SANCCOB in Cape St Francis – Hilfe für Wildtiere in Südafrika (5/5)

Im letzten Teil von „Hilfe für Wildtiere in Südafrika“ geht es nun um eine Institution in Cape St Francis, die sich SANCCOB (Southern African Foundation for the Conservation of Coastal Birds) nennt und sich ausschließlich den Seevögeln widmet. SANCCOB ist somit die Auffangstation für in Not geratene Seevögel oder Küstenvögeln. Zu den Seevögeln zählen zum Beispiel Kapscharben (Phalacrocorax capensis) aus der Familie der Kormorane, Dominikanermöwen (Larus dominicanus) oder Rosapelikane (Pelecanus onocrotalus). Aber auch der Afrikanische Brillenpinguin (Spheniscus demersus). Obwohl sich SANCCOB um alle Seevögel die Hilfe brauchen kümmern, finden vor allem Brillenpinguine dort Schutz.

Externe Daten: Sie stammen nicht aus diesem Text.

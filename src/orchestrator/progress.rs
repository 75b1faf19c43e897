//! Simulated stage progress for long-running requests
//!
//! The external services expose no real progress channel, so the client-side
//! orchestrator animates a list of named stages on a timer while a request is
//! in flight. The timer can finish every stage except the last one: the final
//! stage is completed only by the real response, which keeps the display from
//! ever showing a finished run that is still executing.

use serde::{Deserialize, Serialize};
use std::sync::Arc;
use std::time::Duration;
use tokio::sync::Mutex;
use tokio::task::JoinHandle;

/// Stages of the stock research workflow, in execution order.
pub const STOCK_RESEARCH_STAGES: [&str; 7] = [
    "Company introduction",
    "Sector analysis",
    "Company research",
    "Policy check",
    "Investor sentiment",
    "Technical analysis",
    "Investment suggestion",
];

/// Stages of the trip planning workflow, in execution order.
pub const TRIP_PLANNING_STAGES: [&str; 4] = [
    "Researching the destination",
    "Drafting an itinerary",
    "Collecting preferences",
    "Finalizing the plan",
];

#[derive(Debug, Clone, Copy, Serialize, Deserialize, PartialEq, Eq)]
#[serde(rename_all = "snake_case")]
pub enum StageStatus {
    Pending,
    Active,
    Done,
}

#[derive(Debug, Clone, Serialize, Deserialize, PartialEq, Eq)]
pub struct StageSnapshot {
    pub name: String,
    pub status: StageStatus,
}

/// Stage display driven by a timer, with the final stage reserved for the
/// real completion.
#[derive(Debug)]
pub struct ProgressSimulator {
    stages: Vec<String>,
    current: usize,
    finished: bool,
    halted: bool,
}

impl ProgressSimulator {
    pub fn new(stages: &[&str]) -> Self {
        Self {
            stages: stages.iter().map(|s| s.to_string()).collect(),
            current: 0,
            finished: false,
            halted: false,
        }
    }

    /// One timer tick. The last stage can become active but never done here.
    pub fn advance(&mut self) {
        if self.halted || self.finished || self.stages.is_empty() {
            return;
        }
        if self.current + 1 < self.stages.len() {
            self.current += 1;
        }
    }

    /// The real response arrived: every stage is done.
    pub fn complete_all(&mut self) {
        if self.halted {
            return;
        }
        self.finished = true;
    }

    /// Failure or cancellation: freeze the display where it is.
    pub fn halt(&mut self) {
        self.halted = true;
    }

    pub fn is_finished(&self) -> bool {
        self.finished
    }

    pub fn is_halted(&self) -> bool {
        self.halted
    }

    pub fn active_stage(&self) -> Option<&str> {
        if self.finished {
            return None;
        }
        self.stages.get(self.current).map(String::as_str)
    }

    pub fn snapshot(&self) -> Vec<StageSnapshot> {
        self.stages
            .iter()
            .enumerate()
            .map(|(i, name)| {
                let status = if self.finished || i < self.current {
                    StageStatus::Done
                } else if i == self.current {
                    StageStatus::Active
                } else {
                    StageStatus::Pending
                };
                StageSnapshot {
                    name: name.clone(),
                    status,
                }
            })
            .collect()
    }
}

/// Drives a shared simulator from a background task until the run settles.
/// The loop exits on its own once the simulator is finished or halted.
pub fn spawn_ticker(
    simulator: Arc<Mutex<ProgressSimulator>>,
    interval: Duration,
) -> JoinHandle<()> {
    tokio::spawn(async move {
        loop {
            tokio::time::sleep(interval).await;
            let mut sim = simulator.lock().await;
            if sim.is_finished() || sim.is_halted() {
                break;
            }
            sim.advance();
        }
    })
}
//! Plain-chat exchange path
//!
//! Resolves the conversation thread, assembles context through the global
//! memory aggregator, calls the task service, then records the exchange.
//! History writes after a successful answer are best-effort: the answer is
//! returned even when they fail.

use crate::ai::TaskService;
use crate::error::{OrchestratorError, Result};
use crate::memory::GlobalMemoryAggregator;
use crate::models::{derive_title, ThreadId};
use crate::store::ThreadStore;
use serde::Serialize;
use std::sync::Arc;
use tracing::{info, warn};

#[derive(Debug, Clone, Serialize)]
pub struct ChatReply {
    pub thread_id: ThreadId,
    pub answer: String,
}

pub struct ChatService {
    store: Arc<dyn ThreadStore>,
    memory: Arc<GlobalMemoryAggregator>,
    tasks: Arc<dyn TaskService>,
}

impl ChatService {
    pub fn new(
        store: Arc<dyn ThreadStore>,
        memory: Arc<GlobalMemoryAggregator>,
        tasks: Arc<dyn TaskService>,
    ) -> Self {
        Self { store, memory, tasks }
    }

    /// One user turn: the returned thread id is canonical and must be used
    /// for all follow-up operations, whatever reference the caller supplied.
    pub async fn exchange(&self, thread_ref: Option<&str>, message: &str) -> Result<ChatReply> {
        let trimmed = message.trim();
        if trimmed.is_empty() {
            return Err(OrchestratorError::Validation(
                "message must not be empty".to_string(),
            ));
        }

        let thread = self
            .store
            .create_or_get(thread_ref, &derive_title(trimmed))
            .await?;
        info!(thread_id = %thread.id, "Handling chat exchange");

        let context = match self.memory.context_for(&thread.id).await {
            Ok(context) => context,
            Err(error) => {
                warn!(
                    thread_id = %thread.id,
                    "Context assembly failed, continuing without memory: {}",
                    error
                );
                Vec::new()
            }
        };

        let answer = self.tasks.chat(&context, trimmed).await?;

        if let Err(error) = self.memory.record_exchange(&thread.id, trimmed, &answer).await {
            warn!(
                thread_id = %thread.id,
                "Chat history write failed, response will still be returned: {}",
                error
            );
        }

        Ok(ChatReply {
            thread_id: thread.id,
            answer,
        })
    }
}

#[cfg(test)]
mod tests {
    use super::*;
    use crate::ai::MockTaskService;
    use crate::memory::{global_thread_id, MemoryConfig};
    use crate::models::{Message, MessagePage, Thread, ThreadSummary};
    use crate::store::InMemoryThreadStore;

    fn chat_service(store: Arc<dyn ThreadStore>) -> ChatService {
        let memory = Arc::new(GlobalMemoryAggregator::with_config(
            store.clone(),
            MemoryConfig {
                capacity: 10,
                window: 6,
            },
        ));
        ChatService::new(store, memory, Arc::new(MockTaskService))
    }

    #[tokio::test]
    async fn test_exchange_creates_thread_and_records_both_logs() {
        let store: Arc<dyn ThreadStore> = Arc::new(InMemoryThreadStore::new());
        let service = chat_service(store.clone());

        let reply = service.exchange(None, "what is an ETF?").await.unwrap();
        assert!(!reply.answer.is_empty());

        let local = store.page(&reply.thread_id, 1, 10).await.unwrap();
        assert_eq!(local.messages.len(), 2);
        assert_eq!(local.messages[0].content, "what is an ETF?");
        assert_eq!(local.messages[1].content, reply.answer);

        let global = store.page(&global_thread_id(), 1, 10).await.unwrap();
        assert_eq!(global.messages.len(), 2);
    }

    #[tokio::test]
    async fn test_exchange_assigns_canonical_id_for_provisional_ref() {
        let store: Arc<dyn ThreadStore> = Arc::new(InMemoryThreadStore::new());
        let service = chat_service(store.clone());

        let reply = service
            .exchange(Some("local-1724012345"), "hello there")
            .await
            .unwrap();
        assert_ne!(reply.thread_id.to_string(), "local-1724012345");

        // Follow-up under the returned canonical id lands in the same thread.
        let follow_up = service
            .exchange(Some(&reply.thread_id.to_string()), "second question")
            .await
            .unwrap();
        assert_eq!(follow_up.thread_id, reply.thread_id);

        let local = store.page(&reply.thread_id, 1, 10).await.unwrap();
        assert_eq!(local.messages.len(), 4);
    }

    #[tokio::test]
    async fn test_current_turn_excluded_from_context() {
        let store: Arc<dyn ThreadStore> = Arc::new(InMemoryThreadStore::new());
        let service = chat_service(store.clone());

        // First turn: nothing recorded yet, so the mock sees empty context.
        let first = service.exchange(None, "first question").await.unwrap();
        assert!(!first.answer.contains("earlier messages"));

        // Second turn: global (2) + local (2) earlier messages, current turn
        // still excluded.
        let second = service
            .exchange(Some(&first.thread_id.to_string()), "second question")
            .await
            .unwrap();
        assert!(second.answer.contains("4 earlier messages"));
    }

    #[tokio::test]
    async fn test_empty_message_is_validation_error() {
        let store: Arc<dyn ThreadStore> = Arc::new(InMemoryThreadStore::new());
        let service = chat_service(store);

        let result = service.exchange(None, "   ").await;
        assert!(matches!(result, Err(OrchestratorError::Validation(_))));
    }

    /// Store whose appends always fail, for exercising the best-effort path.
    struct AppendFailStore {
        inner: InMemoryThreadStore,
    }

    #[async_trait::async_trait]
    impl ThreadStore for AppendFailStore {
        async fn create_or_get(&self, id: Option<&str>, title: &str) -> Result<Thread> {
            self.inner.create_or_get(id, title).await
        }

        async fn append(&self, _id: &ThreadId, _message: Message) -> Result<Thread> {
            Err(OrchestratorError::Persistence("write refused".to_string()))
        }

        async fn page(&self, id: &ThreadId, page: u32, limit: u32) -> Result<MessagePage> {
            self.inner.page(id, page, limit).await
        }

        async fn rename(&self, id: &ThreadId, title: &str) -> Result<ThreadSummary> {
            self.inner.rename(id, title).await
        }

        async fn delete(&self, id: &ThreadId) -> Result<()> {
            self.inner.delete(id).await
        }

        async fn list(&self) -> Result<Vec<ThreadSummary>> {
            self.inner.list().await
        }

        async fn trim_front(&self, id: &ThreadId, max_len: usize) -> Result<usize> {
            self.inner.trim_front(id, max_len).await
        }
    }

    #[tokio::test]
    async fn test_answer_survives_history_write_failure() {
        let store: Arc<dyn ThreadStore> = Arc::new(AppendFailStore {
            inner: InMemoryThreadStore::new(),
        });
        let service = chat_service(store.clone());

        let reply = service.exchange(None, "is history durable?").await.unwrap();
        assert!(!reply.answer.is_empty());

        // Nothing was persisted, but the answer was still delivered.
        let local = store.page(&reply.thread_id, 1, 10).await.unwrap();
        assert!(local.messages.is_empty());
    }
}
use assistant_orchestrator::{
    ai::{MockTaskService, TaskService},
    chat::ChatService,
    memory::GlobalMemoryAggregator,
    models::ThreadId,
    orchestrator::{ExecutionMode, RequestOrchestrator, ServiceGateway, UserInput},
    store::{InMemoryThreadStore, ThreadStore},
    workflow::{ScriptedWorkflowBackend, WorkflowCorrelator},
};
use std::sync::Arc;
use tracing::info;

#[tokio::main]
async fn main() -> Result<(), Box<dyn std::error::Error>> {
    // Initialize tracing
    tracing_subscriber::fmt()
        .with_max_level(tracing::Level::DEBUG)
        .init();

    info!("Assistant Orchestrator starting");

    // Create components
    let store: Arc<dyn ThreadStore> = Arc::new(InMemoryThreadStore::new());
    let memory = Arc::new(GlobalMemoryAggregator::new(store.clone()));
    let tasks: Arc<dyn TaskService> = Arc::new(MockTaskService);
    let chat = Arc::new(ChatService::new(store.clone(), memory, tasks.clone()));
    let workflows = Arc::new(WorkflowCorrelator::new(
        store.clone(),
        Arc::new(ScriptedWorkflowBackend::new()),
    ));

    // Client-side orchestrator over the in-process services
    let gateway = Arc::new(ServiceGateway::new(chat, tasks, workflows));
    let client = RequestOrchestrator::new(gateway);

    // Plain chat turn
    if let Some(handle) = client
        .submit(UserInput::Text(
            "What should I pack for a beach holiday?".to_string(),
        ))
        .await
    {
        handle.await?;
    }

    // Trip planning pauses for preferences, then finishes on resume
    client.set_mode(ExecutionMode::TripPlanning).await;
    if let Some(handle) = client
        .submit(UserInput::Text(
            "Plan a solo trip from Delhi to Goa".to_string(),
        ))
        .await
    {
        handle.await?;
    }

    if let Some(handle) = client
        .submit(UserInput::Text(
            "budget friendly, 4 days, love seafood".to_string(),
        ))
        .await
    {
        handle.await?;
    }

    println!("\n=== CLIENT TRANSCRIPT ===");
    for entry in client.transcript().await {
        println!("[{} | {:?}] {}", entry.role, entry.kind, entry.content);
    }

    // Server-side view of the same conversation, newest page first
    if let Some(raw) = client.active_thread().await {
        let thread_id = ThreadId::parse(&raw)?;
        let page = store.page(&thread_id, 1, 10).await?;
        println!("\n=== THREAD LOG ({} messages) ===", page.total_messages);
        for message in &page.messages {
            println!("[{}] {}", message.role, message.content);
        }
    }

    Ok(())
}
impl WorkflowCorrelator {
    pub fn new(store: Arc<dyn ThreadStore>, backend: Arc<dyn WorkflowBackend>) -> Self {
        Self { store, backend }
    }

    /// Launches a run. The launching query must be recorded before dispatch;
    /// appends after the engine has produced output are best-effort.
    pub async fn start(&self, thread_ref: Option<&str>, query: &str) -> Result<StartResult> {
        let trimmed = query.trim();
        if trimmed.is_empty() {
            return Err(OrchestratorError::Validation(
                "workflow query must not be empty".to_string(),
            ));
        }

        let thread = self
            .store
            .create_or_get(thread_ref, &derive_title(trimmed))
            .await?;
        self.store
            .append(&thread.id, Message::user(trimmed))
            .await?;

        match self.backend.start(trimmed).await? {
            TaskStart::Complete { result } => {
                info!(thread_id = %thread.id, "Workflow completed without pausing");
                self.append_best_effort(&thread.id, &result, "final answer")
                    .await;
                Ok(StartResult::Complete {
                    conversation_thread_id: thread.id,
                    result,
                })
            }
            TaskStart::Paused { checkpoint, partial } => {
                info!(
                    thread_id = %thread.id,
                    checkpoint_id = %checkpoint,
                    "Workflow paused for user input"
                );
                let summary = interim_summary(&partial);
                self.append_best_effort(&thread.id, &summary, "interim summary")
                    .await;
                Ok(StartResult::AwaitingInput {
                    checkpoint_id: checkpoint,
                    conversation_thread_id: thread.id,
                    partial,
                })
            }
        }
    }

    /// Resumes a paused run with the user's preferences and lands the final
    /// answer in the originating thread. Both identifiers are shape-checked
    /// before the engine is touched, so a swapped pair cannot consume a
    /// checkpoint.
    pub async fn resume(
        &self,
        checkpoint_ref: &str,
        thread_ref: &str,
        preferences: &Value,
    ) -> Result<ResumeResult> {
        let checkpoint = CheckpointId::parse(checkpoint_ref)?;
        let thread = ThreadRef::resolve(Some(thread_ref))?;
        if !preferences.is_object() {
            return Err(OrchestratorError::Validation(
                "preferences must be a JSON object".to_string(),
            ));
        }

        let result = self.backend.resume(&checkpoint, preferences).await?;

        match thread {
            ThreadRef::Canonical(id) => {
                self.append_best_effort(&id, &result, "final answer").await;
            }
            ThreadRef::Unpersisted => {
                warn!(
                    checkpoint_id = %checkpoint,
                    "Resume carried an unpersisted thread reference, final answer not recorded"
                );
            }
        }

        Ok(ResumeResult {
            status: WorkflowStatus::Complete,
            result,
        })
    }

    async fn append_best_effort(&self, id: &ThreadId, content: &str, label: &str) {
        if let Err(error) = self.store.append(id, Message::assistant(content)).await {
            warn!(
                thread_id = %id,
                "Recording {} failed, continuing: {}",
                label,
                error
            );
        }
    }
}
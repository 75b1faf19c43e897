//! REST API server for the assistant orchestrator
//!
//! Exposes thread persistence, chat, and the pause/resume workflow surface
//! via HTTP endpoints. Integrates with frontend UI.

use axum::{
    extract::{Path, Query, State},
    http::StatusCode,
    routing::{get, patch, post},
    Json, Router,
};
use base64::engine::general_purpose::STANDARD as BASE64;
use base64::Engine;
use serde::{Deserialize, Serialize};
use std::sync::Arc;
use tower_http::cors::CorsLayer;
use tracing::info;

use crate::chat::ChatService;
use crate::error::OrchestratorError;
use crate::jobs::JobQueueClient;
use crate::models::ThreadId;
use crate::store::ThreadStore;
use crate::workflow::WorkflowCorrelator;

const DEFAULT_PAGE_SIZE: u32 = 20;

/// =============================
/// Request Models
/// =============================

// Required fields are declared optional so a missing one surfaces as a
// validation error in the response envelope instead of a rejected body.

#[derive(Debug, Deserialize)]
pub struct ChatRequest {
    pub thread_id: Option<String>,
    pub message: Option<String>,
}

#[derive(Debug, Deserialize)]
pub struct RenameRequest {
    pub title: Option<String>,
}

#[derive(Debug, Deserialize)]
pub struct PageQuery {
    pub page: Option<u32>,
    pub limit: Option<u32>,
}

#[derive(Debug, Deserialize)]
pub struct WorkflowStartRequest {
    pub thread_id: Option<String>,
    pub query: Option<String>,
}

#[derive(Debug, Deserialize)]
pub struct WorkflowResumeRequest {
    pub checkpoint_id: Option<String>,
    pub thread_id: Option<String>,
    pub preferences: Option<serde_json::Value>,
}

#[derive(Debug, Deserialize)]
pub struct DocumentUploadRequest {
    pub filename: Option<String>,
    pub content_base64: Option<String>,
}

/// =============================
/// Response Wrapper
/// =============================

#[derive(Debug, Serialize, Deserialize)]
pub struct ApiResponse {
    pub success: bool,
    pub data: Option<serde_json::Value>,
    pub error: Option<String>,
    pub timestamp: String,
}

impl ApiResponse {
    pub fn success<T: Serialize>(data: T) -> Self {
        Self {
            success: true,
            data: serde_json::to_value(data).ok(),
            error: None,
            timestamp: chrono::Utc::now().to_rfc3339(),
        }
    }

    pub fn error(message: String) -> Self {
        Self {
            success: false,
            data: None,
            error: Some(message),
            timestamp: chrono::Utc::now().to_rfc3339(),
        }
    }
}

/// =============================
/// API State
/// =============================

#[derive(Clone)]
pub struct ApiState {
    pub store: Arc<dyn ThreadStore>,
    pub chat: Arc<ChatService>,
    pub workflows: Arc<WorkflowCorrelator>,
    pub jobs: Option<Arc<JobQueueClient>>,
}

/// =============================
/// Error Mapping
/// =============================

fn error_response(error: OrchestratorError) -> (StatusCode, Json<ApiResponse>) {
    let status = match &error {
        OrchestratorError::Validation(_) => StatusCode::BAD_REQUEST,
        OrchestratorError::NotFound(_) | OrchestratorError::ResumeNotFound(_) => {
            StatusCode::NOT_FOUND
        }
        OrchestratorError::WorkflowFailed(_)
        | OrchestratorError::Upstream(_)
        | OrchestratorError::Transport(_) => StatusCode::BAD_GATEWAY,
        OrchestratorError::Persistence(_) | OrchestratorError::Serialization(_) => {
            StatusCode::INTERNAL_SERVER_ERROR
        }
    };
    (status, Json(ApiResponse::error(error.to_string())))
}

/// =============================
/// Health Endpoint
/// =============================

async fn health() -> Json<serde_json::Value> {
    Json(serde_json::json!({
        "status": "healthy",
        "timestamp": chrono::Utc::now().to_rfc3339()
    }))
}

/// =============================
/// Thread Endpoints
/// =============================

async fn list_threads(State(state): State<ApiState>) -> (StatusCode, Json<ApiResponse>) {
    match state.store.list().await {
        Ok(threads) => (StatusCode::OK, Json(ApiResponse::success(threads))),
        Err(e) => error_response(e),
    }
}

async fn thread_messages(
    State(state): State<ApiState>,
    Path(id): Path<String>,
    Query(params): Query<PageQuery>,
) -> (StatusCode, Json<ApiResponse>) {
    let thread_id = match ThreadId::parse(&id) {
        Ok(id) => id,
        Err(e) => return error_response(e),
    };

    let page = params.page.unwrap_or(1);
    let limit = params.limit.unwrap_or(DEFAULT_PAGE_SIZE);
    match state.store.page(&thread_id, page, limit).await {
        Ok(messages) => (StatusCode::OK, Json(ApiResponse::success(messages))),
        Err(e) => error_response(e),
    }
}

async fn rename_thread(
    State(state): State<ApiState>,
    Path(id): Path<String>,
    Json(req): Json<RenameRequest>,
) -> (StatusCode, Json<ApiResponse>) {
    let thread_id = match ThreadId::parse(&id) {
        Ok(id) => id,
        Err(e) => return error_response(e),
    };

    let title = req.title.as_deref().map(str::trim).unwrap_or_default();
    if title.is_empty() {
        return error_response(OrchestratorError::Validation(
            "title must not be empty".to_string(),
        ));
    }

    match state.store.rename(&thread_id, title).await {
        Ok(summary) => (StatusCode::OK, Json(ApiResponse::success(summary))),
        Err(e) => error_response(e),
    }
}

async fn delete_thread(
    State(state): State<ApiState>,
    Path(id): Path<String>,
) -> (StatusCode, Json<ApiResponse>) {
    let thread_id = match ThreadId::parse(&id) {
        Ok(id) => id,
        Err(e) => return error_response(e),
    };

    match state.store.delete(&thread_id).await {
        Ok(()) => (
            StatusCode::OK,
            Json(ApiResponse::success(serde_json::json!({ "deleted": true }))),
        ),
        Err(e) => error_response(e),
    }
}

/// =============================
/// Chat Endpoint
/// =============================

async fn chat_handler(
    State(state): State<ApiState>,
    Json(req): Json<ChatRequest>,
) -> (StatusCode, Json<ApiResponse>) {
    info!("Received chat request");

    let Some(message) = req.message else {
        return error_response(OrchestratorError::Validation(
            "message is required".to_string(),
        ));
    };

    match state
        .chat
        .exchange(req.thread_id.as_deref(), &message)
        .await
    {
        Ok(reply) => (StatusCode::OK, Json(ApiResponse::success(reply))),
        Err(e) => error_response(e),
    }
}

/// =============================
/// Workflow Endpoints
/// =============================

async fn workflow_start_handler(
    State(state): State<ApiState>,
    Json(req): Json<WorkflowStartRequest>,
) -> (StatusCode, Json<ApiResponse>) {
    info!("Received workflow start request");

    let Some(query) = req.query else {
        return error_response(OrchestratorError::Validation(
            "query is required".to_string(),
        ));
    };

    match state
        .workflows
        .start(req.thread_id.as_deref(), &query)
        .await
    {
        Ok(result) => (StatusCode::OK, Json(ApiResponse::success(result))),
        Err(e) => error_response(e),
    }
}

async fn workflow_resume_handler(
    State(state): State<ApiState>,
    Json(req): Json<WorkflowResumeRequest>,
) -> (StatusCode, Json<ApiResponse>) {
    info!("Received workflow resume request");

    let Some(checkpoint_id) = req.checkpoint_id else {
        return error_response(OrchestratorError::Validation(
            "checkpoint_id is required".to_string(),
        ));
    };
    let Some(thread_id) = req.thread_id else {
        return error_response(OrchestratorError::Validation(
            "thread_id is required".to_string(),
        ));
    };
    let Some(preferences) = req.preferences else {
        return error_response(OrchestratorError::Validation(
            "preferences is required".to_string(),
        ));
    };

    match state
        .workflows
        .resume(&checkpoint_id, &thread_id, &preferences)
        .await
    {
        Ok(result) => (StatusCode::OK, Json(ApiResponse::success(result))),
        Err(e) => error_response(e),
    }
}

/// =============================
/// Document Ingestion Endpoints
/// =============================

async fn upload_document(
    State(state): State<ApiState>,
    Json(req): Json<DocumentUploadRequest>,
) -> (StatusCode, Json<ApiResponse>) {
    let Some(jobs) = &state.jobs else {
        return error_response(OrchestratorError::Validation(
            "document ingestion is not configured".to_string(),
        ));
    };

    let filename = req
        .filename
        .as_deref()
        .map(str::trim)
        .unwrap_or_default()
        .to_string();
    if filename.is_empty() {
        return error_response(OrchestratorError::Validation(
            "filename must not be empty".to_string(),
        ));
    }
    let Some(content_base64) = req.content_base64 else {
        return error_response(OrchestratorError::Validation(
            "content_base64 is required".to_string(),
        ));
    };
    let bytes = match BASE64.decode(content_base64.as_bytes()) {
        Ok(bytes) => bytes,
        Err(_) => {
            return error_response(OrchestratorError::Validation(
                "content_base64 is not valid base64".to_string(),
            ))
        }
    };

    match jobs.enqueue_document(&filename, &bytes).await {
        Ok(job_id) => (
            StatusCode::ACCEPTED,
            Json(ApiResponse::success(serde_json::json!({ "job_id": job_id }))),
        ),
        Err(e) => error_response(e),
    }
}

async fn job_status(
    State(state): State<ApiState>,
    Path(id): Path<String>,
) -> (StatusCode, Json<ApiResponse>) {
    let Some(jobs) = &state.jobs else {
        return error_response(OrchestratorError::Validation(
            "document ingestion is not configured".to_string(),
        ));
    };

    match jobs.fetch(&id).await {
        Ok(snapshot) => (StatusCode::OK, Json(ApiResponse::success(snapshot))),
        Err(e) => error_response(e),
    }
}

/// =============================
/// Router
/// =============================

pub fn create_router(state: ApiState) -> Router {
    Router::new()
        .route("/health", get(health))
        .route("/api/threads", get(list_threads))
        .route("/api/threads/:id", patch(rename_thread).delete(delete_thread))
        .route("/api/threads/:id/messages", get(thread_messages))
        .route("/api/chat", post(chat_handler))
        .route("/api/workflow/start", post(workflow_start_handler))
        .route("/api/workflow/resume", post(workflow_resume_handler))
        .route("/api/documents", post(upload_document))
        .route("/api/jobs/:id", get(job_status))
        .with_state(state)
        .layer(CorsLayer::permissive())
}

/// =============================
/// Server Startup
/// =============================

pub async fn start_server(
    state: ApiState,
    port: u16,
) -> std::result::Result<(), Box<dyn std::error::Error>> {
    let router = create_router(state);

    let listener = tokio::net::TcpListener::bind(format!("0.0.0.0:{}", port)).await?;

    info!("API Server listening on http://0.0.0.0:{}", port);
    info!("Local: http://127.0.0.1:{}", port);

    axum::serve(listener, router).await?;

    Ok(())
}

SANCCOB in Cape St Francis, Südafrika

SANCCOB ist eine NGO, die kranke, verletzte, verlassene oder verölte Seevögel (1) retten, (2) rehabilitieren und (3) wieder in Freiheit lassen.

Seit 1968 hat SANCCOB somit um die 95.000 Seevögel gerettet (Stand Januar 2018). Darunter sind im Durchschnitt 24 verschieden Seevögelarten pro Jahr. Bei den Pinguin-Küken habe sie mehr als 2400 aufgezogen.

Mit ihrer Arbeit haben sie daher wesentlich dazu beigetragen, dass sich die Gesamtpopulation an Brillenpinguinen seit 1968 um 19% erhöht hat.

SANCCOB hat drei Rettungszentren. Da wäre ein Zentrum im Western Cape, d.h. in Kapstadt, und zwei im Eastern Cape und zwar in Cape St Francis und in Port Elizabeth. Ich habe das Rettungszentrum in Cape St Francis zusammen mit der ORCA Foundation besucht.

Bei einer „behind the scene“ Tour ist es möglich hinter die Kulissen von SANCCOB zu schauen. Momentan (Stand 2018) werden zwei halbstündige Touren am Tag im Cape St Francis angeboten.

Im Rettungszentrum in Cape St Francis habe ich sehr tierliebe, fürsorgliche und engagierte Menschen, die sich um die kranken, verletzten und verölten Vögel kümmern, angetroffen. Bei der Tour haben wir den Tierpflegern kurz über die Schulter schauen können und sind dann aber gleich zu den Pinguinen, die nicht mehr ausgewildert werden können, gegangen. Dort haben uns die Tierpfleger mehr über die einzelnen Lebensgeschichten und Einzelschicksale der Pinguine erzählt.

Wir waren auch einige Zeit im Souvenir-Shop. Dort haben wir uns einen Informationsfilm angeschaut wo es um die verschiedenen Aktionen von SANCCOB ging und was man für Pinguine und Seevögel im Allgemeinen tun kann. Besonders interessant für Anwohner ist es zum Beispiel bei den Freilassungsaktionen teilzunehmen, d.h., zuzuschauen.

Wichtig zu erwähnen ist hier auch noch, dass SANCCOB eine wichtige Anlaufstelle bei Ölkatastrophen ist.

Damit das Rehabilitationsprogramm erfolgreich ist, informiert SANCCOB die Anwohner und Besucher über die zahlreichen Gefahren denen die Vögel ausgesetzt sind und was man tun kann wenn man zum Beispiel einen verletzten Pinguin findet.

Mir hat der Besuch von SANCCOB sehr gut gefallen. Das Rettungszentrum in Cape St Francis liegt außerdem in einer wunderschönen Umgebung und kann nach einem Besuch mit einem Ausflug in die Umgebung fortgesetzt werden.